Reality-rocked Democrats pushed peers to “pipe down” and fake it ’til they make it amid concerning presidential poll numbers.
Whether or not the writing is on the wall for President Joe Biden remains to be seen, but in the meantime, leftist leaders called for unified gaslighting to once again drag their candidate over the finish line next November.
Speaking with The Hill, prominent party figures addressed poor favorability, primary challenges, and an uphill slog in the polls as proof that Democrats needed to unify to translate “whining” into winning.
Having lived this himself, former House Democratic Caucus chair and ousted New York Rep. Joe Crowley, who was primaried out of power by now-Rep. Alexandria Ocasio-Cortez, said, “We gotta pipe down the moaning and groaning and all the whining.”

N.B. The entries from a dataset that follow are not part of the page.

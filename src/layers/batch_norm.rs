use ndarray::{Array1, Array2, ArrayView2, Axis};
use serde::{Serialize, Deserialize};

use crate::checkpoint::{put_param, take_param, StateDict};
use crate::error::{EmcomError, Result};
use super::traits::Layer as LayerTrait;

/// Batch Normalization Layer
///
/// Normalizes the inputs across the batch dimension to have mean 0 and variance 1,
/// then optionally scales and shifts using gamma and beta. In training mode the
/// batch statistics are used and folded into the running estimates; in evaluation
/// mode the running estimates are used.
#[derive(Serialize, Deserialize, Clone, Debug)]
pub struct BatchNormLayer {
    /// Scale parameter (gamma), absent for non-affine normalization
    pub gamma: Option<Array1<f32>>,

    /// Shift parameter (beta), absent for non-affine normalization
    pub beta: Option<Array1<f32>>,

    pub running_mean: Array1<f32>,
    pub running_var: Array1<f32>,
    pub momentum: f32,
    pub epsilon: f32,
    pub training: bool,
}

impl BatchNormLayer {
    pub fn new(num_features: usize, momentum: f32, epsilon: f32) -> Self {
        BatchNormLayer {
            gamma: Some(Array1::ones(num_features)),
            beta: Some(Array1::zeros(num_features)),
            running_mean: Array1::zeros(num_features),
            running_var: Array1::ones(num_features),
            momentum,
            epsilon,
            training: true,
        }
    }

    /// Normalization without learnable scale and shift
    pub fn non_affine(num_features: usize, momentum: f32, epsilon: f32) -> Self {
        BatchNormLayer {
            gamma: None,
            beta: None,
            ..Self::new(num_features, momentum, epsilon)
        }
    }

    pub fn num_features(&self) -> usize {
        self.running_mean.len()
    }
}

impl LayerTrait for BatchNormLayer {
    fn forward_batch(&mut self, inputs: ArrayView2<f32>) -> Result<Array2<f32>> {
        if inputs.ncols() != self.num_features() {
            return Err(EmcomError::dimension_mismatch(
                format!("{} features", self.num_features()),
                format!("{} features", inputs.ncols()),
            ));
        }

        // a single example carries no batch statistics
        let (mean, var) = if self.training && inputs.nrows() > 1 {
            let mean = inputs.mean_axis(Axis(0)).ok_or_else(|| {
                EmcomError::Computation("batch norm over an empty batch".to_string())
            })?;
            let var = inputs.var_axis(Axis(0), 0.0);
            self.running_mean = &self.running_mean * (1.0 - self.momentum) + &mean * self.momentum;
            self.running_var = &self.running_var * (1.0 - self.momentum) + &var * self.momentum;
            (mean, var)
        } else {
            (self.running_mean.clone(), self.running_var.clone())
        };

        let std = var.mapv(|v| (v + self.epsilon).sqrt());
        let mut output = (&inputs - &mean.insert_axis(Axis(0))) / &std.insert_axis(Axis(0));
        if let Some(gamma) = &self.gamma {
            output *= &gamma.view().insert_axis(Axis(0));
        }
        if let Some(beta) = &self.beta {
            output += &beta.view().insert_axis(Axis(0));
        }
        Ok(output)
    }

    fn set_training(&mut self, training: bool) {
        self.training = training;
    }

    fn output_size(&self) -> Option<usize> {
        Some(self.num_features())
    }

    fn state_dict(&self, prefix: &str, state: &mut StateDict) {
        if let Some(gamma) = &self.gamma {
            put_param(state, format!("{}weight", prefix), gamma);
        }
        if let Some(beta) = &self.beta {
            put_param(state, format!("{}bias", prefix), beta);
        }
        put_param(state, format!("{}running_mean", prefix), &self.running_mean);
        put_param(state, format!("{}running_var", prefix), &self.running_var);
    }

    fn load_state_dict(&mut self, prefix: &str, state: &StateDict) -> Result<()> {
        if let Some(gamma) = &self.gamma {
            self.gamma = Some(take_param(state, &format!("{}weight", prefix), gamma)?);
        }
        if let Some(beta) = &self.beta {
            self.beta = Some(take_param(state, &format!("{}bias", prefix), beta)?);
        }
        self.running_mean = take_param(state, &format!("{}running_mean", prefix), &self.running_mean)?;
        self.running_var = take_param(state, &format!("{}running_var", prefix), &self.running_var)?;
        Ok(())
    }
}
//! # Activation Functions Module
//!
//! Element-wise non-linearities used inside the agents' projection heads.
//!
//! ## Available Activations
//!
//! - **ReLU**: `max(0, x)`, the default for hidden layers
//! - **Linear**: identity
//!
//! ## Usage Example
//!
//! ```rust
//! use emcom::activations::Activation;
//! use ndarray::array;
//!
//! let mut data = array![[1.0, -0.5], [0.0, 2.0]];
//! Activation::Relu.apply_batch(&mut data);
//! assert_eq!(data, array![[1.0, 0.0], [0.0, 2.0]]);
//! ```

pub mod functions;

pub use functions::{Activation, softmax_rows};
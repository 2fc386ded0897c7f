//! # emcom - Population Games for Emergent Communication
//!
//! emcom runs populations of sender/receiver agents on a self-supervised
//! image discrimination game: a sender sees an image and emits a symbol, a
//! receiver sees an augmented view of every candidate image and has to tell
//! which one the sender was talking about.
//!
//! ## Key Features
//!
//! - **Population sampling**: a seeded uniform sampler picks a sender, a
//!   receiver and a loss for every forward pass
//! - **Evaluation**: every sender/receiver pair played over a dataset and
//!   merged into a single interaction record
//! - **Callbacks**: best-stats tracking, JSON console logging and
//!   temperature annealing driven by explicit lifecycle hooks
//! - **Checkpoints**: flat state dicts saved with bincode
//!
//! ## Quick Start
//!
//! ```rust,no_run
//! use emcom::builders::build_game;
//! use emcom::config::ExperimentConfig;
//! use emcom::data::{DataLoader, ImageDataset};
//! use emcom::evaluation::{evaluate, EvaluationMode};
//!
//! let mut config = ExperimentConfig::default();
//! config.vision.image_dim = 64;
//! config.agents.vocab_size = 32;
//! config.agents.projection_hidden_dim = 64;
//! config.data.batch_size = 16;
//!
//! let mut game = build_game(&config).unwrap();
//! let dataset = ImageDataset::synthetic(256, 64, 10, 0).unwrap();
//! let loader = DataLoader::new(dataset, 16).unwrap();
//!
//! let (loss, interaction) = evaluate(&mut game, &loader, 3, 3, EvaluationMode::Exhaustive).unwrap();
//! println!("loss {} over {} examples", loss, interaction.size());
//! ```
//!
//! ## Module Organization
//!
//! - [`activations`] - Element-wise activations and row softmax
//! - [`agents`] - Sender and receiver traits and the projection agents
//! - [`builders`] - Assembly of a population game from a configuration
//! - [`callbacks`] - Lifecycle observers and record sinks
//! - [`checkpoint`] - State dicts and checkpoint files
//! - [`config`] - Experiment configuration
//! - [`data`] - Image datasets, batches and the data loader
//! - [`error`] - Error types and result handling
//! - [`evaluation`] - Evaluation over every sender/receiver pair
//! - [`game`] - Two-player games and the game traits
//! - [`interaction`] - Interaction records and logging strategies
//! - [`layers`] - Forward-only neural network layers
//! - [`loss`] - Game losses
//! - [`network`] - Layer stacks and projection heads
//! - [`population`] - Agent pools, the uniform sampler and the population game
//! - [`vision`] - Image encoders

pub mod activations;
pub mod agents;
pub mod builders;
pub mod callbacks;
pub mod checkpoint;
pub mod config;
pub mod data;
pub mod error;
pub mod evaluation;
pub mod game;
pub mod interaction;
pub mod layers;
pub mod loss;
pub mod network;
pub mod population;
pub mod vision;

#[cfg(test)]
mod tests;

“There’s too much of that. I think that leaches into the psyche of the voters as well. That’s got to stop and I think at that point, you’ll start to see Biden’s numbers improve, certainly amongst Democrats, but I think voter-wide they’ll start to improve,” he added.
Similarly, deputy campaign manager for then-Massachusetts Sen. John Kerry’s 2004 White House bid, Steve Elmendorf, acknowledged the woes but sought to disregard them.
“I’m not like, oh everything they do is great over there. Obviously, they need to constantly refine the message and figure out what works and there are challenges with various groups of voters and they need to figure those out. But I don’t think it’s helpful as a party for people to sort of run around publicly and complain,” he told The Hill.
Elmendorf noted, “he’s running for reelection, people need to understand that and so as a party, everybody should figure out how do we get him reelected. Like, that’s pretty simple. I’m in the Jim Messina, David Plouffe school of, people need to stop bedwetting and focus on how to win.”
Messina, the campaign manager for former President Barack Obama’s 2012 reelection, had noted on X, “Polls a year out are about as good at predicting election results as a magic 8 ball would be.”
In addition to poor polling that showed Biden losing battleground states in Nov. 2024, Democratic strategist David Axelrod, who had to walk back remarks seemingly suggesting Biden bow out, recently lamented “I think he has a 50-50 shot here, but no better than that, maybe a little worse.”
“He thinks he can cheat nature here, and it’s really risky,” he continued, reflecting on the 2016 matchup between then-businessman Donald Trump and former Secretary of State Hillary Clinton. “They’ve got a real problem if they’re counting on Trump to win it for them. I remember Hillary doing that, too.”
Axelrod says Biden has 50-50 chance at best IF he doesn’t avoid Hillary’s 2016 blunder https://t.co/48XugUGpCL via @BIZPACReview
— BPR based (@DumpstrFireNews) November 20, 2023
Adding to the narrative of willing a favorable outcome, former South Dakota senator and Senate Minority Leader Tom Daschle expressed, “You have to be concerned, but you also have to take it with the understanding that a year of politics, especially in an election, is a lifetime. Things just change dramatically over that time. We don’t know what the next 12 months will entail. Is it concerning? Of course, but there’s plenty of time for circumstances to change.”
Speaking directly to voiced negativity he added, “Obviously, they have a point. In spite of the debate that we’ve had now for several months about age and about options, I think we have to acknowledge that it’s absolutely critical that we come together and we be as cohesive as possible over the next 12 months. And I know that’s not easy. But it’s essential if we’re going to succeed.”
“The only way we can ensure that we won’t fail is if we stay as unified and as aggressively engaged as we possibly can. And that seems to me to be the simple truth that the sooner we all recognize and acknowledge the better,” the former senator contended.
Heaping on, Holland & Knight senior policy adviser Yasmin Nelson, former senior policy adviser to then-California Sen. Kamala Harris, told The Hill, “Biden-Harris is the ticket, and it’s not in Democrats best interest to entertain anything other than that. The campaign has a year to show voters the difference they’ve made and the significant legislative success over the first term, amidst extreme odds. They have to remind voters of that fight daily and build the brand around that success.”
Along with an independent run from environmental lawyer Robert F. Kennedy Jr., primary challenges from author Marianne Williamson and recently all-in Minnesota Rep. Dean Phillips as well as the looming possibility of a third-party bid from outgoing West Virginia Sen. Joe Manchin (D), Biden has his own record of failure playing out on the world stage and in the wallets of Americans with which to contend.